• Bois-Guillaume, ce qu'on y trouve sur les terrains de foute

    Dimanche matin, aux aurores, c’est seul que je vais à Bois-Guillaume pour le vide-grenier qui se tient sur le terrain de foute et s’il est un lieu dans une commune dont j’oublie la localisation, c’est bien le terrain de foute. J’aperçois un quidam. Je m’arrête, baisse la vitre côté passager, demande où. L’homme d’origine arabe ne sait pas, mais on lui a dit d’aller tout droit par là.

    -Tu m’emmènes ? me demande-t-il avant que j’aie le temps de faire ma proposition.

    Un sens unique nous empêche d’aller tout droit. Nous voilà tous les deux dans un labyrinthe pavillonnaire. Quand nous en émergeons, je m’apprête à tourner à droite mais il me remet dans le gauche chemin. Le terrain de foute est au bout.

    -Je vais vous laisser là, lui dis-je, je préfère me garer un peu plus loin pour repartir facilement.

    S’il est une chose que je déteste, c’est de rester bloqué quelque part.

    Ce sont les sportifs qui organisent ce déballage. De grandes allées bien alignées accueillent quatre cents exposants sur deux terrains reliés par un chemin pentu. Côté acheteurs, il y a affluence et donc concurrence. Je repère deux redoutables convoiteurs de livres que je m’efforce de devancer. Avec un certain succès, puisque bientôt j’ai dans mon sac nombre de livres et de revues, parmi lesquels Claus Wickrath, recueil de photos d’icelui publié chez Taschen, Le Jardin parfumé (Manuel d’érotologie arabe du Cheikh Nefzaoui) publié chez Philippe Picquier, La Luxure (Fragments d’un autoportrait en luxurieux) de Michel Polac publié chez Textuel (je crois que c’est ce livre qui lui a valu le même genre d’ennuis qu’à Cohn-Bendit, à moins que ce ne soit son Journal), Un an de Jean Echenoz aux Editions de Minuit, Le blasphémateur, recueil de nouvelles d’Isaac Bashevis Singer paru chez Stock, trois numéros de la mythique revue Le Fou parle et le numéro neuf de cette revue féminine dont j’avais oublié l’existence Ah ! Nana, entièrement consacré à l’inceste (tel qu’on l’évoquait en mil neuf cent soixante dix-huit).

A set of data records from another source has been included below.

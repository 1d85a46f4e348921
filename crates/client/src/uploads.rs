//! Supporting document uploads.

use std::path::Path;

use ledgerdesk_core::journal::{DocumentError, UploadPolicy};
use reqwest::Method;
use reqwest::multipart::{Form, Part};
use tracing::info;

use crate::client::{PortalClient, send_unit};
use crate::error::ClientResult;

/// Fallback shown when an upload fails without a server message.
pub const UPLOAD_FALLBACK_MESSAGE: &str = "Failed to upload file";

impl PortalClient {
    /// `POST /api/upload` with the bytes in multipart field `file`.
    pub async fn upload_document(&self, filename: &str, bytes: Vec<u8>) -> ClientResult<()> {
        let size = bytes.len();
        let part = Part::bytes(bytes).file_name(filename.to_string());
        let builder = self
            .request(Method::POST, "/api/upload")
            .multipart(Form::new().part("file", part));
        send_unit(builder, UPLOAD_FALLBACK_MESSAGE).await?;
        info!(filename, size, "supporting document uploaded");
        Ok(())
    }
}

/// Reads a local file after checking it against the policy.
///
/// Returns the bare file name and its contents. Nothing is read when the
/// metadata already violates the policy.
pub async fn read_document(path: &Path, policy: &UploadPolicy) -> ClientResult<(String, Vec<u8>)> {
    let filename = path
        .file_name()
        .and_then(|n| n.to_str())
        .ok_or(DocumentError::EmptyName)?
        .to_string();

    let metadata = tokio::fs::metadata(path).await?;
    policy.check(&filename, metadata.len())?;

    let bytes = tokio::fs::read(path).await?;
    Ok((filename, bytes))
}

    Ma plus belle trouvaille, je la fais dans un carton tout juste sorti d’une voiture, un livre épais dont la couverture illustrée ne porte aucun nom, juste la reproduction d’une peinture reconnaissable entre toutes.

    -C’est un livre introuvable, me dit le vendeur.

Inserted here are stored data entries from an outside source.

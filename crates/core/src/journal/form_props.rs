//! Property-based tests for the journal entry form.
//!
//! Random sequences of user edits are applied and the form's structural
//! invariants are checked after every single step.

use std::collections::HashSet;

use proptest::prelude::*;
use rust_decimal::Decimal;

use super::amount::cents_equal;
use super::form::JournalEntryForm;
use super::line::{LineField, LineId};

/// A single user edit. Line positions are taken modulo the current length.
#[derive(Debug, Clone)]
enum Edit {
    Add,
    Remove(usize),
    Debit(usize, i64),
    Credit(usize, i64),
    ClearDebit(usize),
    Text(usize, String),
}

/// Strategy to generate an amount in cents (0.00 to 10,000.00).
fn cents() -> impl Strategy<Value = i64> {
    0i64..1_000_000i64
}

fn edit_strategy() -> impl Strategy<Value = Edit> {
    prop_oneof![
        Just(Edit::Add),
        (0usize..8).prop_map(Edit::Remove),
        (0usize..8, cents()).prop_map(|(i, c)| Edit::Debit(i, c)),
        (0usize..8, cents()).prop_map(|(i, c)| Edit::Credit(i, c)),
        (0usize..8).prop_map(Edit::ClearDebit),
        (0usize..8, "[a-z0-9 ]{0,6}").prop_map(|(i, s)| Edit::Text(i, s)),
    ]
}

fn id_at(form: &JournalEntryForm, index: usize) -> LineId {
    form.lines()[index % form.lines().len()].id
}

fn apply(form: &mut JournalEntryForm, edit: &Edit) {
    match edit {
        Edit::Add => {
            form.add_line();
        }
        Edit::Remove(i) => {
            form.remove_line(id_at(form, *i));
        }
        Edit::Debit(i, c) => {
            let id = id_at(form, *i);
            form.set_field(id, LineField::Debit, Decimal::new(*c, 2).to_string())
                .unwrap();
        }
        Edit::Credit(i, c) => {
            let id = id_at(form, *i);
            form.set_field(id, LineField::Credit, Decimal::new(*c, 2).to_string())
                .unwrap();
        }
        Edit::ClearDebit(i) => {
            let id = id_at(form, *i);
            form.set_field(id, LineField::Debit, "").unwrap();
        }
        Edit::Text(i, s) => {
            let id = id_at(form, *i);
            form.set_field(id, LineField::Vendor, s.clone()).unwrap();
        }
    }
}

proptest! {
    #![proptest_config(ProptestConfig::with_cases(100))]

    /// Line numbers stay contiguous from 1 and at least one line remains.
    #[test]
    fn prop_line_numbers_contiguous(edits in prop::collection::vec(edit_strategy(), 0..40)) {
        let mut form = JournalEntryForm::new();
        for edit in &edits {
            apply(&mut form, edit);
            let numbers: Vec<u32> = form.lines().iter().map(|l| l.line_no).collect();
            let expected: Vec<u32> = (1..=u32::try_from(numbers.len()).unwrap()).collect();
            prop_assert_eq!(numbers, expected);
            prop_assert!(!form.lines().is_empty());
        }
    }

    /// Ids are unique and a new id is one past the largest existing id.
    #[test]
    fn prop_add_line_ids(edits in prop::collection::vec(edit_strategy(), 0..40)) {
        let mut form = JournalEntryForm::new();
        for edit in &edits {
            apply(&mut form, edit);
        }
        let max = form.lines().iter().map(|l| l.id.0).max().unwrap();
        let id = form.add_line();
        prop_assert_eq!(id, LineId(max + 1));

        let unique: HashSet<LineId> = form.lines().iter().map(|l| l.id).collect();
        prop_assert_eq!(unique.len(), form.lines().len());
    }

    /// No line ever carries both a debit and a credit.
    #[test]
    fn prop_debit_credit_exclusive(edits in prop::collection::vec(edit_strategy(), 0..40)) {
        let mut form = JournalEntryForm::new();
        for edit in &edits {
            apply(&mut form, edit);
            for line in form.lines() {
                prop_assert!(line.debit.is_empty() || line.credit.is_empty());
            }
        }
    }

    /// Totals always equal the sums of the parsed cells, and the balance
    /// flag agrees with them.
    #[test]
    fn prop_totals_track_lines(edits in prop::collection::vec(edit_strategy(), 0..40)) {
        let mut form = JournalEntryForm::new();
        for edit in &edits {
            apply(&mut form, edit);
            let debit: Decimal = form.lines().iter().map(|l| l.debit_amount()).sum();
            let credit: Decimal = form.lines().iter().map(|l| l.credit_amount()).sum();
            let totals = form.totals();
            prop_assert_eq!(totals.debit, debit);
            prop_assert_eq!(totals.credit, credit);
            prop_assert_eq!(
                totals.is_balanced,
                cents_equal(debit, credit) && debit > Decimal::ZERO
            );
        }
    }

    /// Removing the only remaining line changes nothing.
    #[test]
    fn prop_single_line_not_removable(c in cents()) {
        let mut form = JournalEntryForm::new();
        form.remove_line(LineId(2));
        form.set_field(LineId(1), LineField::Debit, Decimal::new(c, 2).to_string()).unwrap();
        let before = form.clone();
        prop_assert!(!form.remove_line(LineId(1)));
        prop_assert_eq!(form, before);
    }
}
//! Amount parsing and formatting for free-text debit/credit cells.
//!
//! Amount cells hold whatever the user typed. Parsing takes the longest
//! leading numeric prefix (`"12.5 USD"` is `12.5`) and treats anything
//! without one as zero, so partially typed input never breaks the totals.
//! All arithmetic is `Decimal`; money never touches floating point.

use std::str::FromStr;

use rust_decimal::{Decimal, RoundingStrategy};

/// Parses the leading numeric prefix of `input`; blank or non-numeric is zero.
///
/// Accepts an optional sign, digits with an optional fractional part, and an
/// optional exponent. Values outside `Decimal` range are also zero.
#[must_use]
pub fn parse_amount(input: &str) -> Decimal {
    let s = input.trim_start();
    let bytes = s.as_bytes();

    let mut end = 0;
    let negative = match bytes.first() {
        Some(b'-') => {
            end = 1;
            true
        }
        Some(b'+') => {
            end = 1;
            false
        }
        _ => false,
    };

    let int_start = end;
    while end < bytes.len() && bytes[end].is_ascii_digit() {
        end += 1;
    }
    let int_digits = &s[int_start..end];

    let mut frac_digits = "";
    if bytes.get(end) == Some(&b'.') {
        let frac_start = end + 1;
        let mut frac_end = frac_start;
        while frac_end < bytes.len() && bytes[frac_end].is_ascii_digit() {
            frac_end += 1;
        }
        frac_digits = &s[frac_start..frac_end];
        end = frac_end;
    }

    if int_digits.is_empty() && frac_digits.is_empty() {
        return Decimal::ZERO;
    }

    let mut exponent = "";
    if matches!(bytes.get(end), Some(b'e' | b'E')) {
        let mut exp_end = end + 1;
        if matches!(bytes.get(exp_end), Some(b'+' | b'-')) {
            exp_end += 1;
        }
        let digits_start = exp_end;
        while exp_end < bytes.len() && bytes[exp_end].is_ascii_digit() {
            exp_end += 1;
        }
        if exp_end > digits_start {
            exponent = &s[end + 1..exp_end];
        }
    }

    let mut normalized = String::with_capacity(int_digits.len() + frac_digits.len() + 4);
    if negative {
        normalized.push('-');
    }
    normalized.push_str(if int_digits.is_empty() { "0" } else { int_digits });
    if !frac_digits.is_empty() {
        normalized.push('.');
        normalized.push_str(frac_digits);
    }

    let parsed = if exponent.is_empty() {
        Decimal::from_str(&normalized)
    } else {
        Decimal::from_scientific(&format!("{normalized}e{exponent}"))
    };
    parsed.map(|d| d.normalize()).unwrap_or(Decimal::ZERO)
}

/// Rounds to whole cents, half away from zero.
#[must_use]
pub fn round_to_cents(amount: Decimal) -> Decimal {
    amount.round_dp_with_strategy(2, RoundingStrategy::MidpointAwayFromZero)
}

/// Returns true if both amounts are equal once rounded to cents.
#[must_use]
pub fn cents_equal(a: Decimal, b: Decimal) -> bool {
    round_to_cents(a) == round_to_cents(b)
}

/// Formats an amount with exactly two decimal places.
#[must_use]
pub fn format_amount(amount: Decimal) -> String {
    format!("{:.2}", round_to_cents(amount))
}
//! Explicit user session passed into the API client.
//!
//! The bearer token is never read from ambient global state. Whoever builds
//! the client decides where the session comes from; the CLI keeps it in a
//! [`TokenStore`] file between invocations.

use std::fmt;
use std::io;
use std::path::{Path, PathBuf};

/// The caller's authentication state.
#[derive(Clone, Default, PartialEq, Eq)]
pub struct Session {
    token: Option<String>,
}

impl Session {
    /// Creates a session with no credentials.
    #[must_use]
    pub const fn anonymous() -> Self {
        Self { token: None }
    }

    /// Creates a session carrying a bearer token.
    ///
    /// A blank token yields an anonymous session.
    #[must_use]
    pub fn with_token(token: impl Into<String>) -> Self {
        let token = token.into();
        let token = token.trim();
        if token.is_empty() {
            Self::anonymous()
        } else {
            Self {
                token: Some(token.to_string()),
            }
        }
    }

    /// Returns the bearer token, if any.
    #[must_use]
    pub fn token(&self) -> Option<&str> {
        self.token.as_deref()
    }

    /// Returns true if a token is present.
    #[must_use]
    pub fn is_authenticated(&self) -> bool {
        self.token.is_some()
    }
}

impl fmt::Debug for Session {
    fn fmt(&self, f: &mut fmt::Formatter<'_>) -> fmt::Result {
        f.debug_struct("Session")
            .field("token", &self.token.as_ref().map(|_| "<redacted>"))
            .finish()
    }
}

/// File-backed persistence for a [`Session`].
#[derive(Debug, Clone)]
pub struct TokenStore {
    path: PathBuf,
}

impl TokenStore {
    /// Creates a store backed by the given file.
    #[must_use]
    pub fn new(path: impl Into<PathBuf>) -> Self {
        Self { path: path.into() }
    }

    /// Returns the backing file path.
    #[must_use]
    pub fn path(&self) -> &Path {
        &self.path
    }

    /// Loads the stored session. A missing file is an anonymous session.
    pub fn load(&self) -> io::Result<Session> {
        match std::fs::read_to_string(&self.path) {
            Ok(contents) => Ok(Session::with_token(contents)),
            Err(err) if err.kind() == io::ErrorKind::NotFound => Ok(Session::anonymous()),
            Err(err) => Err(err),
        }
    }

    /// Persists the session token, creating parent directories as needed.
    ///
    /// Saving an anonymous session removes the file.
    pub fn save(&self, session: &Session) -> io::Result<()> {
        let Some(token) = session.token() else {
            return self.clear();
        };
        if let Some(parent) = self.path.parent() {
            if !parent.as_os_str().is_empty() {
                std::fs::create_dir_all(parent)?;
            }
        }
        std::fs::write(&self.path, token)
    }

    /// Removes the stored token. Removing a missing file succeeds.
    pub fn clear(&self) -> io::Result<()> {
        match std::fs::remove_file(&self.path) {
            Err(err) if err.kind() != io::ErrorKind::NotFound => Err(err),
            _ => Ok(()),
        }
    }
}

    -Disons un livre rare, lui dis-je.

    -Oui un livre rare, je l’ai acheté à New York.

    Il le feuillette devant moi, me montrant certaines reproductions qui ne sont dans aucun autre livre. Ce livre a l’air de tellement lui plaire que je crains tout à coup qu’il n’ait envie de le garder. J’objecte l’état moyen pour obtenir un prix raisonnable. Pour quatre euros, ce Jean-Michel Basquiat, publié par le Whitney Museum of American Art, est à moi (un ouvrage que l’on vend actuellement au Etats-Unis cent cinquante dollars neuf et pas moins de trente-neuf dollars d’occasion), fourni avec les traces de peinture laissées par le vendeur qui doit être artiste. S’y ajoutent des cheveux, des empreintes digitales colorées, des mines de crayon de couleur. Tout cela convient bien à une monographie consacrée à Basquiat, me dit celle que je trouve chez moi en rentrant, revenue indemne de sa fête nocturne dans les bois de Clamart, mais je n’en suis pas encore là.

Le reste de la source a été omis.